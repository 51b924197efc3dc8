//! Cluster Hash Slots
//!
//! Key layout that pins every container of a stripe position to its own
//! range of cluster hash slots, so losing one node loses at most one position
//! per stripe.
//!
//! # Slot Space
//!
//! Keys hash to one of 16384 slots with CRC16/XMODEM. Only the text inside
//! the first non-empty `{...}` is hashed when present, which lets a key pick
//! its slot through a prefix tag:
//!
//! ```text
//! slot_delta = 16384 / total_size
//!
//! | position 0      | position 1      | ... | position T-1    |
//! 0            delta             2·delta               T·delta
//!
//! slot(index) = position(index) × slot_delta + xxh3(index) mod slot_delta
//! key(index)  = "{" + tag(slot) + "}blocks/" + index
//! ```

use std::io::BufRead;
use std::sync::Arc;

use xxhash_rust::xxh3::xxh3_64;

use crate::error::{Error, Result};

/// Number of cluster hash slots
pub const SLOT_COUNT: usize = 16384;

const BLOCKS_PREFIX: &str = "blocks/";
const TAG_ALPHABET: &[u8] = b"0123456789abcdefghijklmnopqrstuvwxyz";
const MAX_TAG_LEN: usize = 5;

/// CRC16/XMODEM (poly 0x1021, init 0)
pub fn crc16(data: &[u8]) -> u16 {
    let mut crc: u16 = 0;
    for &byte in data {
        crc ^= (byte as u16) << 8;
        for _ in 0..8 {
            crc = if crc & 0x8000 != 0 {
                (crc << 1) ^ 0x1021
            } else {
                crc << 1
            };
        }
    }
    crc
}

/// Cluster slot of a key, honoring `{tag}` hash tags
pub fn key_hash_slot(key: &[u8]) -> usize {
    let hashed = key
        .iter()
        .position(|&b| b == b'{')
        .and_then(|open| {
            let rest = &key[open + 1..];
            rest.iter()
                .position(|&b| b == b'}')
                .filter(|&close| close > 0)
                .map(|close| &rest[..close])
        })
        .unwrap_or(key);
    crc16(hashed) as usize % SLOT_COUNT
}

// =============================================================================
// Slot Tag Table
// =============================================================================

/// For every slot, a short tag whose hash lands on that slot
#[derive(Debug, Clone, PartialEq, Eq)]
pub struct SlotTagTable {
    tags: Vec<String>,
}

impl SlotTagTable {
    /// Build the table by enumerating short alphanumeric tags
    pub fn generate() -> Result<Self> {
        let mut tags: Vec<Option<String>> = vec![None; SLOT_COUNT];
        let mut remaining = SLOT_COUNT;

        'outer: for len in 1..=MAX_TAG_LEN {
            let mut digits = vec![0usize; len];
            loop {
                let candidate: Vec<u8> = digits.iter().map(|&d| TAG_ALPHABET[d]).collect();
                let slot = crc16(&candidate) as usize % SLOT_COUNT;
                if tags[slot].is_none() {
                    tags[slot] = Some(String::from_utf8_lossy(&candidate).into_owned());
                    remaining -= 1;
                    if remaining == 0 {
                        break 'outer;
                    }
                }

                // odometer increment
                let mut i = len;
                loop {
                    if i == 0 {
                        continue 'outer;
                    }
                    i -= 1;
                    digits[i] += 1;
                    if digits[i] < TAG_ALPHABET.len() {
                        break;
                    }
                    digits[i] = 0;
                }
            }
        }

        let tags = tags
            .into_iter()
            .collect::<Option<Vec<_>>>()
            .ok_or_else(|| Error::Internal(format!("{} slots left without a tag", remaining)))?;
        Ok(Self { tags })
    }

    /// Load a table with one tag per line, line `n` being the tag of slot `n`.
    /// Braces around tags are accepted.
    pub fn from_reader(reader: impl BufRead) -> Result<Self> {
        let mut tags = Vec::with_capacity(SLOT_COUNT);
        for (slot, line) in reader.lines().enumerate() {
            let line = line?;
            let tag = line.trim().trim_start_matches('{').trim_end_matches('}');
            if tag.is_empty() {
                return Err(Error::Config(format!("empty tag for slot {}", slot)));
            }
            let actual = crc16(tag.as_bytes()) as usize % SLOT_COUNT;
            if actual != slot {
                return Err(Error::Config(format!(
                    "tag {:?} on line {} hashes to slot {}",
                    tag,
                    slot + 1,
                    actual
                )));
            }
            tags.push(tag.to_string());
        }

        if tags.len() != SLOT_COUNT {
            return Err(Error::Config(format!(
                "slot table has {} entries, expected {}",
                tags.len(),
                SLOT_COUNT
            )));
        }
        Ok(Self { tags })
    }

    /// Tag of a slot
    pub fn tag(&self, slot: usize) -> &str {
        &self.tags[slot % SLOT_COUNT]
    }
}

// =============================================================================
// Position Slot Layout
// =============================================================================

/// Maps container indices to keys inside their position's slot range
#[derive(Debug, Clone)]
pub struct PositionSlotLayout {
    total_size: usize,
    slot_delta: usize,
    tags: Arc<SlotTagTable>,
}

impl PositionSlotLayout {
    pub fn new(total_size: usize, tags: Arc<SlotTagTable>) -> Result<Self> {
        if total_size == 0 || total_size > SLOT_COUNT {
            return Err(Error::Config(format!(
                "total_size {} does not fit the slot space",
                total_size
            )));
        }
        Ok(Self {
            total_size,
            slot_delta: SLOT_COUNT / total_size,
            tags,
        })
    }

    pub fn slot_delta(&self) -> usize {
        self.slot_delta
    }

    /// Slot a container lands on
    pub fn slot_of(&self, index: u64) -> usize {
        let position = (index % self.total_size as u64) as usize;
        let offset = (xxh3_64(&index.to_le_bytes()) % self.slot_delta as u64) as usize;
        position * self.slot_delta + offset
    }

    /// Backend key of a container
    pub fn key_of(&self, index: u64) -> String {
        format!("{{{}}}{}{}", self.tags.tag(self.slot_of(index)), BLOCKS_PREFIX, index)
    }

    /// Container index encoded in a key produced by `key_of`
    pub fn index_of(key: &str) -> Option<u64> {
        let (_, index) = key.split_once(BLOCKS_PREFIX)?;
        index.parse().ok()
    }
}

#[cfg(test)]
mod tests {
    use super::*;
    use std::io::Cursor;
    use std::sync::OnceLock;

    fn table() -> Arc<SlotTagTable> {
        static TABLE: OnceLock<Arc<SlotTagTable>> = OnceLock::new();
        TABLE
            .get_or_init(|| Arc::new(SlotTagTable::generate().unwrap()))
            .clone()
    }

    #[test]
    fn test_crc16_check_value() {
        assert_eq!(crc16(b"123456789"), 0x31C3);
        assert_eq!(key_hash_slot(b"foo"), 12182);
    }

    #[test]
    fn test_hash_tags() {
        assert_eq!(key_hash_slot(b"{user1000}.following"), key_hash_slot(b"user1000"));
        assert_eq!(key_hash_slot(b"foo{bar}{zap}"), key_hash_slot(b"bar"));
        // empty tag hashes the whole key
        assert_eq!(key_hash_slot(b"foo{}{bar}"), crc16(b"foo{}{bar}") as usize % SLOT_COUNT);
        assert_eq!(key_hash_slot(b"foo{bar"), key_hash_slot(b"foo{bar"));
    }

    #[test]
    fn test_generated_table_covers_every_slot() {
        let table = table();
        for slot in [0, 1, 777, 8191, SLOT_COUNT - 1] {
            let key = format!("{{{}}}anything", table.tag(slot));
            assert_eq!(key_hash_slot(key.as_bytes()), slot);
        }
    }

    #[test]
    fn test_from_reader() {
        let text: String = (0..SLOT_COUNT)
            .map(|slot| format!("{{{}}}\n", table().tag(slot)))
            .collect();
        let loaded = SlotTagTable::from_reader(Cursor::new(text)).unwrap();
        assert_eq!(&loaded, table().as_ref());

        assert!(SlotTagTable::from_reader(Cursor::new("a\nb\n")).is_err());
    }

    #[test]
    fn test_layout_keeps_positions_apart() {
        let layout = PositionSlotLayout::new(14, table()).unwrap();
        assert_eq!(layout.slot_delta(), 1170);

        for index in 0..200u64 {
            let key = layout.key_of(index);
            let slot = key_hash_slot(key.as_bytes());
            assert_eq!(slot, layout.slot_of(index));
            assert_eq!(slot / layout.slot_delta(), (index % 14) as usize);
            assert_eq!(PositionSlotLayout::index_of(&key), Some(index));
        }
    }
}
# # # # # # #
EXERCISE BRIEF
Count the lines of the records that include the word "offset". Give the number by itself.

EXPECTED ANSWER
2